Meskipun penyebab tersebut yang dapat memicu kecacatan mental, adapun faktor di luar kehamilan dan persalinan juga dapat menjadi penyebabnya. Faktor dari luar yang dimaksud adalah adanya faktor genetik atau pewarisan gen dari keluarga (orang tua atau saudara), adanya kerusakan otak akibat benturan keras pada kepala, ataupun anak pernah memiliki pengalaman traumatis seperti menjadi korban kekerasan atau mengalami pelecehan.
Cara Pencegahan Retardasi Mental
Upaya pencegahan retardasi mental sebenarnya dapat dilakukan sejak dini, yaitu selama masa kehamilan. Menghindari konsumsi alkohol dan rokok, memperbanyak asupan nutrisi dan aktivitas fisik, serta menghindari segala hal yang dapat mencelakakan kandungan seperti benturan, terpapar zat beracun, dan aktivitas yang terlalu berat.
Pencegahan ini dilakukan supaya calon bayi dan ibunya tetap terjaga kondisi kesehatannya. Hal ini juga demi menghindarkan dari kelahiran prematur atau kekurangan oksigen ketika persalinan.
Sebagai asupan nutrisi, ibu dapat mengkonsumsi makanan bergizi selama kehamilan untuk mengurangi resiko terjadinya degradasi mental pada anak.
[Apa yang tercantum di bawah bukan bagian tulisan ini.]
//! BLE gesture-capture coordinator with optional Python bindings.
//!
//! This crate talks to an accelerometer board (Nano 33 IoT sketch) over GATT,
//! runs its countdown/capture handshake and hands back one gesture as an
//! ordered list of (x, y, z) samples in g.
//!
//! # Capture flow
//!
//! 1. [`ConnectionManager`] owns the link (BlueZ with the `bluez` feature, or
//!    the in-process [`SimulatedLink`]).
//! 2. [`run_capture`] subscribes a fresh [`CaptureSession`] to the status and
//!    acceleration characteristics and writes `StartCapture`.
//! 3. The device counts down, streams chunks tagged with sequence numbers (in
//!    any order), then reports `Complete` or `Error`.
//! 4. The session reassembles chunks by sequence number; [`run_capture`]
//!    returns the samples or a [`CaptureError`] after at most the configured
//!    timeout (15 s by default).
//!
//! Malformed notifications are dropped inside the session and never abort a
//! capture.

#[cfg(feature = "bluez")]
mod bluetooth;
mod connection;
mod driver;
mod errors;
pub mod logging;
pub mod protocol;
mod reassembler;
mod session;
pub mod simulator;

#[cfg(feature = "bluez")]
pub use bluetooth::{BluezConnector, BluezLink};
pub use connection::{CaptureSlot, ConnectionManager, GattLink, NotificationHandler};
pub use driver::{run_capture, Capture, CaptureConfig, CaptureRecord, DEFAULT_TIMEOUT};
pub use errors::*;
pub use protocol::{Characteristic, Chunk, Command, Sample, Status};
pub use reassembler::ChunkReassembler;
pub use session::{CaptureSession, SessionOutcome, SessionState, StatusObserver, Transition};
pub use simulator::{SimulatedLink, SimulatorConfig};

// ============================================================================
// Python Bindings
// ============================================================================

#[cfg(feature = "python")]
mod python {
    use std::time::Duration;

    use pyo3::exceptions::{PyConnectionError, PyRuntimeError, PyTimeoutError, PyValueError};
    use pyo3::prelude::*;
    use pyo3::types::PyDict;
    use tokio::runtime::Runtime;

    use crate::bluetooth::{BluezConnector, BluezLink};
    use crate::protocol::DEFAULT_DEVICE_NAME;
    use crate::{run_capture, Capture, CaptureConfig, CaptureError, ConnectionManager};

    fn capture_err(e: CaptureError) -> PyErr {
        match e {
            CaptureError::Timeout { .. } => PyErr::new::<PyTimeoutError, _>(e.to_string()),
            CaptureError::Link(_) | CaptureError::WriteFailed(_) => {
                PyErr::new::<PyConnectionError, _>(e.to_string())
            }
            _ => PyErr::new::<PyRuntimeError, _>(e.to_string()),
        }
    }

    /// One captured gesture (dataclass-like).
    ///
    /// Attributes:
    ///     timestamp_ms: Completion time in milliseconds since the Unix epoch.
    ///     x, y, z: Equal-length acceleration series in g, in recording order.
    #[pyclass(name = "Capture", frozen)]
    #[derive(Clone)]
    struct PyCapture {
        #[pyo3(get)]
        timestamp_ms: u64,
        #[pyo3(get)]
        x: Vec<f64>,
        #[pyo3(get)]
        y: Vec<f64>,
        #[pyo3(get)]
        z: Vec<f64>,
    }

    #[pymethods]
    impl PyCapture {
        fn __repr__(&self) -> String {
            format!(
                "Capture(samples={}, timestamp_ms={})",
                self.x.len(),
                self.timestamp_ms
            )
        }

        fn __len__(&self) -> usize {
            self.x.len()
        }

        /// Convert to the dataset record layout (timestamp, x, y, z).
        fn to_dict<'py>(&self, py: Python<'py>) -> PyResult<Bound<'py, PyDict>> {
            let dict = PyDict::new(py);
            dict.set_item("timestamp", self.timestamp_ms)?;
            dict.set_item("samples", self.x.len())?;
            dict.set_item("x", self.x.clone())?;
            dict.set_item("y", self.y.clone())?;
            dict.set_item("z", self.z.clone())?;
            Ok(dict)
        }
    }

    impl From<Capture> for PyCapture {
        fn from(c: Capture) -> Self {
            let (x, y, z) = c.axes();
            PyCapture {
                timestamp_ms: c.timestamp_ms,
                x,
                y,
                z,
            }
        }
    }

    /// Connection to the gesture sensor.
    ///
    /// Example:
    ///     >>> device = GestureDevice.connect()
    ///     >>> capture = device.capture()
    ///     >>> print(len(capture))
    ///     >>> device.disconnect()
    #[pyclass(name = "GestureDevice", unsendable)]
    struct PyGestureDevice {
        runtime: Runtime,
        manager: ConnectionManager<BluezLink>,
    }

    #[pymethods]
    impl PyGestureDevice {
        /// Connect to the sensor.
        ///
        /// Args:
        ///     address: MAC address of the board. If omitted, the first device
        ///         whose name starts with `name` is used.
        ///     name: Advertised name prefix to scan for (default: "Nano33IoT").
        ///
        /// Raises:
        ///     ConnectionError: If the device is not found or refuses the connection.
        #[staticmethod]
        #[pyo3(signature = (address=None, name=DEFAULT_DEVICE_NAME))]
        fn connect(address: Option<&str>, name: &str) -> PyResult<Self> {
            crate::logging::init_logging(false);
            let runtime = Runtime::new().map_err(|e| {
                PyErr::new::<PyRuntimeError, _>(format!("tokio runtime init failed: {e}"))
            })?;
            let connector = BluezConnector::default();
            let manager = runtime
                .block_on(async {
                    let address = match address {
                        Some(a) => a.to_string(),
                        None => connector.discover(name).await?,
                    };
                    let link = connector
                        .connect(&address, connector.connect_timeout)
                        .await?;
                    Ok::<_, crate::ConnectionError>(ConnectionManager::new(link))
                })
                .map_err(|e| PyErr::new::<PyConnectionError, _>(e.to_string()))?;
            Ok(PyGestureDevice { runtime, manager })
        }

        /// Run one capture: countdown, gesture, completion.
        ///
        /// Args:
        ///     timeout: Seconds to wait for the device to finish (default: 15).
        ///
        /// Returns:
        ///     Capture with the samples in recording order.
        ///
        /// Raises:
        ///     TimeoutError: If the device does not finish in time.
        ///     ConnectionError: If the start command cannot be sent.
        ///     RuntimeError: If the device reports an error or sends no data.
        #[pyo3(signature = (timeout=15.0))]
        fn capture(&self, timeout: f64) -> PyResult<PyCapture> {
            if !timeout.is_finite() || timeout <= 0.0 {
                return Err(PyErr::new::<PyValueError, _>(
                    "timeout must be a positive number of seconds",
                ));
            }
            let config = CaptureConfig::default().with_timeout(Duration::from_secs_f64(timeout));
            self.runtime
                .block_on(run_capture(&self.manager, &config))
                .map(PyCapture::from)
                .map_err(capture_err)
        }

        /// Close the connection. Calling it twice is harmless.
        fn disconnect(&self) {
            self.runtime.block_on(self.manager.disconnect());
        }

        #[getter]
        fn address(&self) -> String {
            self.manager.address().to_string()
        }

        #[getter]
        fn is_connected(&self) -> bool {
            self.manager.is_connected()
        }

        fn __repr__(&self) -> String {
            format!(
                "GestureDevice(address={}, connected={})",
                self.manager.address(),
                self.manager.is_connected()
            )
        }
    }

    /// The Python module definition
    #[pymodule]
    #[pyo3(name = "_core")]
    fn gesture_capture_py(m: &Bound<'_, PyModule>) -> PyResult<()> {
        m.add_class::<PyGestureDevice>()?;
        m.add_class::<PyCapture>()?;

        m.add("DEFAULT_TIMEOUT_SECS", crate::DEFAULT_TIMEOUT.as_secs_f64())?;
        m.add("DEFAULT_DEVICE_NAME", DEFAULT_DEVICE_NAME)?;

        Ok(())
    }
}
async fn subscribe_session<L: GattLink>(
    manager: &ConnectionManager<L>,
    session: &Arc<CaptureSession>,
) -> std::result::Result<(), ConnectionError> {
    let accel = Arc::clone(session);
    let on_accel: NotificationHandler = Arc::new(move |data: &[u8]| {
        accel.on_accel_notification(data);
    });
    manager
        .subscribe(Characteristic::AccelData, on_accel)
        .await?;

    let status = Arc::clone(session);
    let on_status: NotificationHandler = Arc::new(move |data: &[u8]| {
        status.on_status_notification(data);
    });
    manager.subscribe(Characteristic::Status, on_status).await?;

    // Busy/Idle reports are informational; capture proceeds without them.
    let command = Arc::clone(session);
    let on_command: NotificationHandler = Arc::new(move |data: &[u8]| {
        command.on_command_notification(data);
    });
    if let Err(e) = manager.subscribe(Characteristic::Command, on_command).await {
        debug!(
            "command notifications unavailable: address={}, error={}",
            manager.address(),
            e
        );
    }
    Ok(())
}

async fn unsubscribe_session<L: GattLink>(manager: &ConnectionManager<L>) {
    futures::join!(
        manager.unsubscribe(Characteristic::AccelData),
        manager.unsubscribe(Characteristic::Status),
        manager.unsubscribe(Characteristic::Command)
    );
}

fn now_ms() -> u64 {
    SystemTime::now()
        .duration_since(UNIX_EPOCH)
        .map(|d| d.as_millis() as u64)
        .unwrap_or(0)
}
Selain makanan bergizi, ibu yang sedang mengandung juga dianjurkan mengkonsumsi vitamin dan mineral penting selama hamil demi tumbuh kembang janin.Upaya dalam mendiagnosa anak mengalami degradasi mental atau tidaknya, dapat dilakukan dengan melakukan tes IQ, adaptive behavior test atau tes keterampilan, serta pemeriksaan fisik penunjang.
Perawatan dan Pengobatan Anak dengan Redartasi Mental
Kondisi redartasi atau keterbelakangan mental ini akan tetap ada seumur hidup pengidapnya. Meskipun begitu, terdapat beberapa metode untuk membuat pengidap disabilitas ini tetap dapat menjalani hidupnya dengan baik.
Anda dapat melakukan perawatan ini pada anak pengidap retardasi mental:
- Melakukan perawatan dini bagi bayi dan balita dengan tetap memberikan makanan bergizi dan memberikan stimulasi positif untuk tumbuh kembangnya.
- Memberikan program pendidikan khusus penyandang disabilitas, misalnya menyekolahkan anak di SLB (Sekolah Luar Biasa).
- Rutin melakukan terapi dan konseling ke dokter terkait.
- Memberikan obat-obatan yang sudah diresepkan dokter.
- Mempelajari berbagai informasi mengenai retardasi mental anak.
- Mengajarkan anak untuk melakukan berbagai keterampilan, seperti melukis, menggambar, dan lain-lain.
- Mengajarkan anak untuk melakukan kegiatan mandiri secara perlahan sekaligus membiarkan ia mencoba hal-hal baru untuk menunjang aktivitas sehari-hari dengan tetap mengawasinya.
- Mengikutsertakan anak dalam kegiatan sosial.
- Saling berbagi dengan orang tua lainnya mengenai cara merawat anak disabilitas.
Retardasi atau keterbelakangan pada anak perlu diketahui gejala dan penyebabnya, supaya dapat diketahui cara pencegahan sekaligus cara mengobatinya.